Dr. BERTRAND R. STUART DDS.
Oral infections vary in severity according to a person’s susceptibility and resistance. Generally, the healthier you are, the more resistant you are likely to be, but even where general health is good, the health of the gums may be poor. Not infrequently a balance is reached between the host – you – and the invading organisms, in which case a standoff occurs. The condition becomes chronic, ever present but in a rather mild form. Also, many dental infections are due not to the introduction of new organisms but to an increase in the virulence of the viruses and bacteria normally present in the mouth, particularly as your resistance decreases.
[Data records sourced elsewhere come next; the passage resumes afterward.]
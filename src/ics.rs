//! iCalendar output for birthday events.
//!
//! Birthday events are written as all-day `VEVENT`s: CRLF-terminated lines,
//! escaped text values, and long lines folded at 75 octets. When an existing
//! calendar is read back, events this crate generated are recognised by their
//! UID; every other property and component is kept verbatim and written out
//! again, so appending to a calendar exported from elsewhere loses nothing.

use std::collections::BTreeMap;
use std::fs;
use std::io::{self, Write};
use std::path::Path;

use chrono::{DateTime, Utc};
use tracing::debug;
use uuid::Uuid;

use crate::error::IcsError;
use crate::solar::SolarDate;

const PRODID: &str = "-//lunar_birthday//Birthday Calendar//EN";
const UID_DOMAIN: &str = "lunar-birthday";
/// Namespace for name-based event UIDs.
const UID_NAMESPACE: Uuid = Uuid::from_u128(0x9b6f_2c1e_4d3a_5b87_a1e0_7c4f_3d2b_6e91);
const MAX_LINE_OCTETS: usize = 75;
const CRLF: &str = "\r\n";

/// One all-day reminder.
#[derive(Debug, Clone, PartialEq, Eq, Hash)]
pub struct BirthdayEvent {
    uid:     String,
    summary: String,
    date:    SolarDate,
}

impl BirthdayEvent {
    /// Creates an event whose UID is a version 5 UUID of the date and summary,
    /// so the same birthday always produces the same UID.
    pub fn new(summary: impl Into<String>, date: SolarDate) -> Self {
        let summary = summary.into();
        let name = Uuid::new_v5(&UID_NAMESPACE, format!("{date}/{summary}").as_bytes());
        Self {
            uid: format!("{name}@{UID_DOMAIN}"),
            summary,
            date,
        }
    }

    pub fn with_uid(uid: impl Into<String>, summary: impl Into<String>, date: SolarDate) -> Self {
        Self {
            uid: uid.into(),
            summary: summary.into(),
            date,
        }
    }

    pub fn uid(&self) -> &str {
        &self.uid
    }

    pub fn summary(&self) -> &str {
        &self.summary
    }

    pub const fn date(&self) -> SolarDate {
        self.date
    }
}

/// Destination for generated events.
pub trait EventSink {
    fn add_event(&mut self, event: BirthdayEvent);

    fn extend_events<I>(&mut self, events: I)
    where
        I: IntoIterator<Item = BirthdayEvent>,
        Self: Sized,
    {
        for event in events {
            self.add_event(event);
        }
    }
}

impl EventSink for Vec<BirthdayEvent> {
    fn add_event(&mut self, event: BirthdayEvent) {
        self.push(event);
    }
}

/// A calendar of birthday events keyed by UID, plus any content read from an
/// existing file that this crate did not generate.
///
/// Adding an event whose UID is already present replaces it, which makes
/// regenerating a birthday into an existing calendar idempotent.
#[derive(Debug, Clone, Default, PartialEq, Eq)]
pub struct IcsCalendar {
    events:    BTreeMap<String, BirthdayEvent>,
    /// Unfolded lines of foreign calendar properties and components, in
    /// input order.
    preserved: Vec<String>,
}

impl EventSink for IcsCalendar {
    fn add_event(&mut self, event: BirthdayEvent) {
        self.events.insert(event.uid.clone(), event);
    }
}

impl IcsCalendar {
    pub fn new() -> Self {
        Self::default()
    }

    /// Number of birthday events.
    pub fn len(&self) -> usize {
        self.events.len()
    }

    pub fn is_empty(&self) -> bool {
        self.events.is_empty()
    }

    /// Birthday events ordered by date, then UID.
    pub fn events(&self) -> Vec<&BirthdayEvent> {
        let mut events: Vec<_> = self.events.values().collect();
        events.sort_by(|a, b| (a.date, &a.uid).cmp(&(b.date, &b.uid)));
        events
    }

    /// Foreign content carried over from a parsed calendar, one unfolded
    /// line per entry.
    pub fn preserved_lines(&self) -> &[String] {
        &self.preserved
    }

    /// Adds every event of `other`; events from `other` win on UID clashes.
    /// Foreign content of `other` is appended after this calendar's.
    pub fn merge(&mut self, other: Self) {
        self.events.extend(other.events);
        self.preserved.extend(other.preserved);
    }

    /// Writes the calendar, stamping every birthday event with `stamp`.
    ///
    /// # Errors
    /// Any error from `writer`.
    pub fn write_to<W: Write>(&self, mut writer: W, stamp: DateTime<Utc>) -> io::Result<()> {
        let stamp = stamp.format("%Y%m%dT%H%M%SZ").to_string();
        write_line(&mut writer, "BEGIN:VCALENDAR")?;
        write_line(&mut writer, "VERSION:2.0")?;
        write_line(&mut writer, &format!("PRODID:{PRODID}"))?;
        write_line(&mut writer, "CALSCALE:GREGORIAN")?;
        for line in &self.preserved {
            write_line(&mut writer, line)?;
        }
        for event in self.events() {
            let end = event.date.succ().unwrap_or(event.date);
            write_line(&mut writer, "BEGIN:VEVENT")?;
            write_line(&mut writer, &format!("UID:{}", escape_text(&event.uid)))?;
            write_line(&mut writer, &format!("DTSTAMP:{stamp}"))?;
            write_line(&mut writer, &format!("SUMMARY:{}", escape_text(&event.summary)))?;
            write_line(&mut writer, &format!("DTSTART;VALUE=DATE:{}", ics_date(event.date)))?;
            write_line(&mut writer, &format!("DTEND;VALUE=DATE:{}", ics_date(end)))?;
            write_line(&mut writer, "TRANSP:TRANSPARENT")?;
            write_line(&mut writer, "END:VEVENT")?;
        }
        write_line(&mut writer, "END:VCALENDAR")?;
        writer.flush()
    }

    pub fn to_ics_string(&self, stamp: DateTime<Utc>) -> String {
        let mut buf = Vec::new();
        // Writing into a Vec cannot fail.
        let _ = self.write_to(&mut buf, stamp);
        String::from_utf8_lossy(&buf).into_owned()
    }

    /// Writes the calendar to `path`, replacing any existing file.
    ///
    /// # Errors
    /// `IcsError::Io` if the file cannot be created or written.
    pub fn save(&self, path: impl AsRef<Path>, stamp: DateTime<Utc>) -> Result<(), IcsError> {
        let path = path.as_ref();
        let file = fs::File::create(path)?;
        self.write_to(io::BufWriter::new(file), stamp)?;
        debug!(
            path = %path.display(),
            events = self.len(),
            preserved = self.preserved.len(),
            "wrote calendar"
        );
        Ok(())
    }

    /// Reads an existing calendar file.
    ///
    /// # Errors
    /// `IcsError::Io` if the file cannot be read, `IcsError::Malformed` if it
    /// does not parse.
    pub fn load(path: impl AsRef<Path>) -> Result<Self, IcsError> {
        let content = fs::read_to_string(path)?;
        Self::parse(&content)
    }

    /// Parses iCalendar text.
    ///
    /// `VEVENT`s whose UID was generated by [`BirthdayEvent::new`] become
    /// birthday events. `VERSION`, `PRODID` and `CALSCALE` are dropped since
    /// they are written again. Everything else is preserved verbatim.
    ///
    /// # Errors
    /// `IcsError::Malformed` when the text is not a single `VCALENDAR`, a
    /// component is unterminated, a line has no `:`, or a birthday event
    /// lacks a valid `DTSTART` date.
    pub fn parse(input: &str) -> Result<Self, IcsError> {
        let mut lines = unfold(input).into_iter().filter(|(_, line)| !line.is_empty());

        match lines.next() {
            Some((_, line)) if line.eq_ignore_ascii_case("BEGIN:VCALENDAR") => {}
            Some((number, _)) => return Err(malformed(number, "expected BEGIN:VCALENDAR")),
            None => return Err(malformed(0, "empty calendar")),
        }

        let mut calendar = Self::new();
        let mut component: Option<RawComponent> = None;
        let mut closed = false;
        for (number, line) in lines {
            let (name, value) = property(number, &line)?;

            if component.is_some() {
                if let Some(raw) = component.take_if(|raw| raw.push(number, &name, line)) {
                    calendar.absorb(raw)?;
                }
                continue;
            }

            match name.as_str() {
                "BEGIN" => component = Some(RawComponent::new(number, &value, line)),
                "END" if value.eq_ignore_ascii_case("VCALENDAR") => {
                    closed = true;
                    break;
                }
                "END" => return Err(malformed(number, format!("unexpected END:{value}"))),
                "VERSION" | "PRODID" | "CALSCALE" => {}
                _ => calendar.preserved.push(line),
            }
        }

        if let Some(raw) = component {
            return Err(malformed(raw.start, format!("unterminated {}", raw.kind)));
        }
        if !closed {
            return Err(malformed(input.lines().count(), "missing END:VCALENDAR"));
        }
        Ok(calendar)
    }

    /// Files a completed component as a birthday event or as foreign content.
    fn absorb(&mut self, raw: RawComponent) -> Result<(), IcsError> {
        if raw.kind == "VEVENT" {
            if let Some(event) = raw.birthday_event()? {
                self.add_event(event);
                return Ok(());
            }
        }
        self.preserved.extend(raw.lines.into_iter().map(|(_, line)| line));
        Ok(())
    }
}

/// A component read line by line, nested components included.
struct RawComponent {
    start: usize,
    kind:  String,
    depth: usize,
    lines: Vec<(usize, String)>,
}

impl RawComponent {
    fn new(start: usize, kind: &str, line: String) -> Self {
        Self {
            start,
            kind: kind.to_ascii_uppercase(),
            depth: 1,
            lines: vec![(start, line)],
        }
    }

    /// Adds a line; returns `true` once the component's own `END` is reached.
    fn push(&mut self, number: usize, name: &str, line: String) -> bool {
        self.lines.push((number, line));
        match name {
            "BEGIN" => self.depth += 1,
            "END" => self.depth -= 1,
            _ => {}
        }
        self.depth == 0
    }

    /// Reads the event as a [`BirthdayEvent`] if its UID marks it as one.
    fn birthday_event(&self) -> Result<Option<BirthdayEvent>, IcsError> {
        let mut uid = None;
        let mut summary = None;
        let mut date = None;
        let mut depth = 0_usize;
        for (number, line) in &self.lines {
            let (name, value) = property(*number, line)?;
            match name.as_str() {
                "BEGIN" => depth += 1,
                "END" => depth = depth.saturating_sub(1),
                _ if depth != 1 => {}
                "UID" => uid = Some(unescape_text(&value)),
                "SUMMARY" => summary = Some(unescape_text(&value)),
                "DTSTART" => date = Some((*number, value)),
                _ => {}
            }
        }

        let Some(uid) = uid.filter(|uid| is_generated_uid(uid)) else {
            return Ok(None);
        };
        let end = self.lines.last().map_or(self.start, |(number, _)| *number);
        let (line, value) = date.ok_or_else(|| malformed(end, "birthday event without DTSTART"))?;
        let date = parse_date(line, &value)?;
        Ok(Some(BirthdayEvent::with_uid(uid, summary.unwrap_or_default(), date)))
    }
}

/// Splits a content line into its upper-cased name, without parameters, and
/// its value.
fn property(number: usize, line: &str) -> Result<(String, String), IcsError> {
    let (name, value) = line
        .split_once(':')
        .ok_or_else(|| malformed(number, "missing ':' separator"))?;
    let name = name.split(';').next().unwrap_or(name).to_ascii_uppercase();
    Ok((name, value.to_owned()))
}

fn is_generated_uid(uid: &str) -> bool {
    uid.strip_suffix(UID_DOMAIN)
        .and_then(|rest| rest.strip_suffix('@'))
        .is_some_and(|name| Uuid::parse_str(name).is_ok())
}

fn malformed(line: usize, reason: impl Into<String>) -> IcsError {
    IcsError::Malformed {
        line,
        reason: reason.into(),
    }
}

fn ics_date(date: SolarDate) -> String {
    format!("{:04}{:02}{:02}", date.year(), date.month(), date.day())
}

/// Reads `YYYYMMDD`, ignoring any time part that follows.
fn parse_date(line: usize, value: &str) -> Result<SolarDate, IcsError> {
    let digits = value.trim().get(..8).filter(|d| d.bytes().all(|b| b.is_ascii_digit()));
    let Some(digits) = digits else {
        return Err(malformed(line, format!("invalid date value {value:?}")));
    };
    let field = |range: std::ops::Range<usize>| digits[range].parse::<u16>().unwrap_or_default();
    let (year, month, day) = (field(0..4), field(4..6), field(6..8));
    // Both values come from two ASCII digits, so they are below 100.
    SolarDate::new(year, month as u8, day as u8).map_err(|e| malformed(line, e.to_string()))
}

fn write_line<W: Write>(writer: &mut W, line: &str) -> io::Result<()> {
    writer.write_all(fold_line(line).as_bytes())?;
    writer.write_all(CRLF.as_bytes())
}

/// Splits `line` into chunks of at most 75 octets, joined by CRLF and a
/// leading space. Never splits inside a UTF-8 sequence.
fn fold_line(line: &str) -> String {
    if line.len() <= MAX_LINE_OCTETS {
        return line.to_owned();
    }
    let mut folded = String::with_capacity(line.len() + line.len() / MAX_LINE_OCTETS * 3);
    let mut width = 0;
    for ch in line.chars() {
        // Continuation lines spend one octet on the leading space.
        if width + ch.len_utf8() > MAX_LINE_OCTETS {
            folded.push_str(CRLF);
            folded.push(' ');
            width = 1;
        }
        folded.push(ch);
        width += ch.len_utf8();
    }
    folded
}

/// Joins folded lines, keeping the 1-based number of each logical line's
/// first physical line.
fn unfold(input: &str) -> Vec<(usize, String)> {
    let mut lines: Vec<(usize, String)> = Vec::new();
    for (index, raw) in input.lines().enumerate() {
        let raw = raw.strip_suffix('\r').unwrap_or(raw);
        match (raw.strip_prefix([' ', '\t']), lines.last_mut()) {
            (Some(rest), Some((_, last))) => last.push_str(rest),
            _ => lines.push((index + 1, raw.to_owned())),
        }
    }
    lines
}

fn escape_text(value: &str) -> String {
    let mut escaped = String::with_capacity(value.len());
    for ch in value.chars() {
        match ch {
            '\\' => escaped.push_str("\\\\"),
            ';' => escaped.push_str("\\;"),
            ',' => escaped.push_str("\\,"),
            '\n' => escaped.push_str("\\n"),
            '\r' => {}
            _ => escaped.push(ch),
        }
    }
    escaped
}

fn unescape_text(value: &str) -> String {
    let mut text = String::with_capacity(value.len());
    let mut chars = value.chars();
    while let Some(ch) = chars.next() {
        if ch != '\\' {
            text.push(ch);
            continue;
        }
        match chars.next() {
            Some('n' | 'N') => text.push('\n'),
            Some(other) => text.push(other),
            None => text.push('\\'),
        }
    }
    text
}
Because we are all likely to have the same organisms in our mouths, the more common dental infections are not contagious. It is lowered resistance to our own bugs rather than invasion by others that causes most diseases of the mouth. So, by so called French kissing someone with a mouth full of rotten teeth will not cause any harm to the other person (except perhaps psychologically).
Trench mouth, Vincent’s infection, and ANUG are interchangeable names for acute necrotizing ulcerative gingivostomatitis. Marginal gingivitis is frequently a precursor of the ulceration and degeneration (or necrosis) of the gums that characterizes ANUG. The interdental papilla between each tooth looks (punched out,” and the surrounding gum cuff is loose and raw. The odour coming from the mouth is extremely offensive and this alone gives the dentist an accurate diagnosis.
If untreated or if superimposed on a more serious illness that affects gum tissue, such anemia or leukemia, ANUG becomes progressively worse, destroying the underlying periodontal bone and extending to other tissues. Such extensive infection is rare today since the disease responds well to therapy. In addition, unless the person is isolated from civilization, help is usually sought from early onset.
Microscopic examination of infected tissues reveals an unusually large number of fusiforms and spirochetes, bacteria that are always present in our mouth, though normally in lesser numbers. ANUG is associated with lowered resistance, stress, poor nutrition, and poor oral hygiene. I saw many cases when I worked as the dentist for the Mazaruni Prison.
Trench Mouth is often seen among young persons, especially during adolescence and the early twenties. In World War I it cropped up in epidemic numbers among the troops in trenches, giving rise to the term “trench mouth.” Epidemic outbreaks also occur among students during examination week. However, the epidemic is not caused by the communication of the fusospirochetes to others but by the shared stress, fatigue, and neglected oral hygiene that lower the resistance of many members of group simultaneously.
The tissue is covered by a gray pseudornembrane that peels off, leaving a red, raw surface that bleeds easily and is extremely painful to touch. There is usually a foul smell, and the patient frequently has a fever and feels listless.
The infection is not contagious. It responds quickly to antibiotics, usually penicillin. Simpler remedies such as frequent rinsing with a dilute solution of hydrogen peroxide are also effective. Scaling of the teeth to remove sub gingival calculus and plaque is also necessary to reduce the infection and prevent recurrence. Without dental prophylaxis and adequate oral hygiene, the condition settles in as a sub acute or chronic infection, with acute flare-ups during periods of stress.